The use of market-driven thinking is not the only way to apply mathematical rationality to the world of dating. Another area that has gained increasing prominence in understanding animal mating, including the human variety, is game theory. Nobel Prize-winning mathematician John Nash, the subject of the movie A Beautiful Mind, made his most important contributions in the area of game theory. He came up with something now known as the Nash equilibrium, which allowed game theory to be applied to a much wider variety of issues, including dating (although no one would get around to applying it to that until the last couple of decades).

Game theory is a branch of applied mathematics that was initially used primarily in fields like economics and political science. There are a huge variety of “games” that one can play—zero sum and nonzero sum, symmetric and asymmetric, continuous and noncontinuous, cooperative and noncooperative, simultaneous and sequential to name just a few variations—but we’re not going to worry about those complexities; instead, we’re going to explore only a few areas where game theory might actually offer some practical assistance when it comes to dating.

First, some good news for women. They set the ground rules for the game. As I hope the chapter on evolutionary psychology proved, men want to have sex, and in general they want to have it more often than women do. Because of this, women are in the driver’s seat. Game theory can demonstrate this through an examination of a question we explored earlier: why monogamy?
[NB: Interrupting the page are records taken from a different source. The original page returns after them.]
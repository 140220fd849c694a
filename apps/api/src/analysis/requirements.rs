//! Requirement extraction: job description PDF in, `RequirementSet` out.
//!
//! All-or-nothing. A response that is not JSON, or that lacks any of the three
//! categories, fails the whole extraction; there is no partial set.

use std::path::Path;
use std::sync::Arc;

use serde::{Deserialize, Serialize};
use serde_json::{Map, Value};
use tracing::{info, warn};

use crate::documents::error::ExtractionError;
use crate::llm_client::prompts::JSON_ONLY_SYSTEM;
use crate::llm_client::response::{missing_keys, parse_object, snippet, strip_code_fence};
use crate::llm_client::{LlmBackend, LlmRequest};

pub const REQUIREMENT_KEYS: [&str; 3] = ["education", "experience", "skills"];

/// Structured requirements of one job description. All three categories are
/// always present; any of them may be empty.
#[derive(Debug, Clone, Default, PartialEq, Eq, Serialize, Deserialize)]
pub struct RequirementSet {
    pub education: Vec<String>,
    pub experience: Vec<String>,
    pub skills: Vec<String>,
}

impl RequirementSet {
    /// Validates a parsed JSON object. `null` categories become empty lists;
    /// anything else that is not a list of strings is rejected.
    pub fn from_json_object(object: &Map<String, Value>) -> Result<Self, ExtractionError> {
        let missing = missing_keys(object, &REQUIREMENT_KEYS);
        if !missing.is_empty() {
            return Err(ExtractionError::MissingKeys(missing));
        }
        Ok(Self {
            education: string_list(object, "education")?,
            experience: string_list(object, "experience")?,
            skills: string_list(object, "skills")?,
        })
    }

    /// Same validation for a value that may not be an object at all.
    pub fn from_value(value: &Value) -> Result<Self, ExtractionError> {
        match value {
            Value::Object(object) => Self::from_json_object(object),
            _ => Err(ExtractionError::MissingKeys(REQUIREMENT_KEYS.to_vec())),
        }
    }

    /// Serialized form stored in `job_descriptions.requirements_json`.
    pub fn to_storage(&self) -> Result<String, serde_json::Error> {
        serde_json::to_string(self)
    }

    pub fn from_storage(text: &str) -> Result<Self, serde_json::Error> {
        serde_json::from_str(text)
    }
}

fn string_list(object: &Map<String, Value>, key: &'static str) -> Result<Vec<String>, ExtractionError> {
    match object.get(key) {
        None | Some(Value::Null) => Ok(Vec::new()),
        Some(Value::Array(items)) => items
            .iter()
            .enumerate()
            .map(|(i, item)| match item {
                Value::String(s) => Ok(s.clone()),
                _ => Err(ExtractionError::InvalidRequirements {
                    key,
                    reason: format!("item {i} is not a string"),
                }),
            })
            .collect(),
        Some(_) => Err(ExtractionError::InvalidRequirements {
            key,
            reason: "expected a list of strings".to_string(),
        }),
    }
}

/// Sends a normalized job description PDF to the LLM with a fixed instruction
/// template and validates the reply into a `RequirementSet`.
pub struct RequirementExtractor {
    llm: Arc<dyn LlmBackend>,
    template: String,
}

impl RequirementExtractor {
    pub fn new(llm: Arc<dyn LlmBackend>, template: impl Into<String>) -> Self {
        Self {
            llm,
            template: template.into(),
        }
    }

    pub async fn extract(&self, pdf_path: &Path) -> Result<RequirementSet, ExtractionError> {
        let document = tokio::fs::read(pdf_path)
            .await
            .map_err(|e| ExtractionError::io(pdf_path, e))?;
        info!(
            "Extracting requirements from {} ({} bytes)",
            pdf_path.display(),
            document.len()
        );

        let raw = self
            .llm
            .complete(LlmRequest {
                document: Some(&document),
                instructions: &self.template,
                system: Some(JSON_ONLY_SYSTEM),
            })
            .await?;

        let object = parse_object(strip_code_fence(&raw)).map_err(|e| {
            warn!("Requirement response is not a JSON object: {e}. Raw: {}", snippet(&raw, 200));
            ExtractionError::MalformedResponse(e.to_string())
        })?;
        let requirements = RequirementSet::from_json_object(&object)?;

        info!(
            "Extracted requirements: {} education, {} experience, {} skills",
            requirements.education.len(),
            requirements.experience.len(),
            requirements.skills.len()
        );
        Ok(requirements)
    }
}

#[cfg(test)]
mod tests {
    use serde_json::json;

    use super::*;
    use crate::analysis::prompts::JD_EXTRACTION_PROMPT;
    use crate::llm_client::testing::ScriptedLlm;

    fn jd_pdf(dir: &Path) -> std::path::PathBuf {
        let path = dir.join("jd.pdf");
        std::fs::write(&path, b"%PDF-1.4 job description").unwrap();
        path
    }

    #[tokio::test]
    async fn test_extract_parses_fenced_response() {
        let dir = tempfile::tempdir().unwrap();
        let llm = Arc::new(ScriptedLlm::new().reply(
            "```json\n{\"education\": [\"BSc\"], \"experience\": [\"5+ years\"], \"skills\": []}\n```",
        ));
        let extractor = RequirementExtractor::new(llm.clone(), JD_EXTRACTION_PROMPT);

        let requirements = extractor.extract(&jd_pdf(dir.path())).await.unwrap();
        assert_eq!(requirements.education, vec!["BSc"]);
        assert_eq!(requirements.experience, vec!["5+ years"]);
        assert!(requirements.skills.is_empty());

        let seen = llm.seen.lock().unwrap();
        assert_eq!(seen.len(), 1);
        assert_eq!(seen[0].document_len, Some(24));
        assert_eq!(seen[0].instructions, JD_EXTRACTION_PROMPT);
    }

    #[tokio::test]
    async fn test_extract_normalizes_null_category() {
        let dir = tempfile::tempdir().unwrap();
        let llm = Arc::new(
            ScriptedLlm::new().reply(r#"{"education": null, "experience": [], "skills": ["Go"]}"#),
        );
        let extractor = RequirementExtractor::new(llm, JD_EXTRACTION_PROMPT);

        let requirements = extractor.extract(&jd_pdf(dir.path())).await.unwrap();
        assert!(requirements.education.is_empty());
        assert_eq!(requirements.skills, vec!["Go"]);
    }

    #[tokio::test]
    async fn test_extract_missing_key_is_error() {
        let dir = tempfile::tempdir().unwrap();
        let llm = Arc::new(ScriptedLlm::new().reply(r#"{"education": [], "skills": []}"#));
        let extractor = RequirementExtractor::new(llm, JD_EXTRACTION_PROMPT);

        match extractor.extract(&jd_pdf(dir.path())).await {
            Err(ExtractionError::MissingKeys(keys)) => assert_eq!(keys, vec!["experience"]),
            other => panic!("expected MissingKeys, got {other:?}"),
        }
    }

    #[tokio::test]
    async fn test_extract_prose_is_malformed() {
        let dir = tempfile::tempdir().unwrap();
        let llm = Arc::new(ScriptedLlm::new().reply("I could not read the document, sorry."));
        let extractor = RequirementExtractor::new(llm, JD_EXTRACTION_PROMPT);

        assert!(matches!(
            extractor.extract(&jd_pdf(dir.path())).await,
            Err(ExtractionError::MalformedResponse(_))
        ));
    }

    #[tokio::test]
    async fn test_extract_llm_failure_is_single_attempt() {
        let dir = tempfile::tempdir().unwrap();
        let llm = Arc::new(ScriptedLlm::new().fail(529, "overloaded").reply("{}"));
        let extractor = RequirementExtractor::new(llm.clone(), JD_EXTRACTION_PROMPT);

        assert!(matches!(
            extractor.extract(&jd_pdf(dir.path())).await,
            Err(ExtractionError::Llm(_))
        ));
        assert_eq!(llm.calls(), 1);
    }

    #[tokio::test]
    async fn test_extract_missing_pdf_never_calls_llm() {
        let dir = tempfile::tempdir().unwrap();
        let llm = Arc::new(ScriptedLlm::new());
        let extractor = RequirementExtractor::new(llm.clone(), JD_EXTRACTION_PROMPT);

        assert!(matches!(
            extractor.extract(&dir.path().join("gone.pdf")).await,
            Err(ExtractionError::Io { .. })
        ));
        assert_eq!(llm.calls(), 0);
    }

    #[test]
    fn test_non_string_item_is_rejected() {
        let value = json!({"education": ["BSc", 3], "experience": [], "skills": []});
        match RequirementSet::from_value(&value) {
            Err(ExtractionError::InvalidRequirements { key, .. }) => assert_eq!(key, "education"),
            other => panic!("expected InvalidRequirements, got {other:?}"),
        }
    }

    #[test]
    fn test_non_object_value_is_missing_all_keys() {
        match RequirementSet::from_value(&json!(["BSc"])) {
            Err(ExtractionError::MissingKeys(keys)) => assert_eq!(keys.len(), 3),
            other => panic!("expected MissingKeys, got {other:?}"),
        }
    }

    #[test]
    fn test_storage_round_trip_preserves_order() {
        let requirements = RequirementSet {
            education: vec!["MSc".to_string(), "BSc".to_string()],
            experience: vec![],
            skills: vec!["Rust".to_string(), "C".to_string(), "Go".to_string()],
        };
        let stored = requirements.to_storage().unwrap();
        assert_eq!(RequirementSet::from_storage(&stored).unwrap(), requirements);

        let reordered = r#"{"skills":["Rust","C","Go"],"experience":[],"education":["MSc","BSc"]}"#;
        assert_eq!(RequirementSet::from_storage(reordered).unwrap(), requirements);
    }
}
Using the techniques of game theory, biologists have been able to reduce that complicated question to four linked propositions that determine whether a society will be monogamous or polygamous. Without further ado, a quick and dirty guide to the mating game, compliments of Matt Ridley’s wonderful book on sex and evolution, The Red Queen:

1. If females are in a better situation by choosing a monogamous relationship, a monogamous society will be the result;

2. UNLESS men can force women into polygamous relationships (the “grabbing the woman by her hair and dragging her back to the cave” school of dating);

3. If females are not in a worse situation by choosing men already paired with a woman, a polygamous society will be the result (the “it’s better to be the second wife of Brad Pitt than the first wife of Homer Simpson” school of dating);

4. UNLESS the females with mates can prevent their mates from adding an additional mate (the “don’t touch my man, or I’ll rip off your hair extensions” school of dating).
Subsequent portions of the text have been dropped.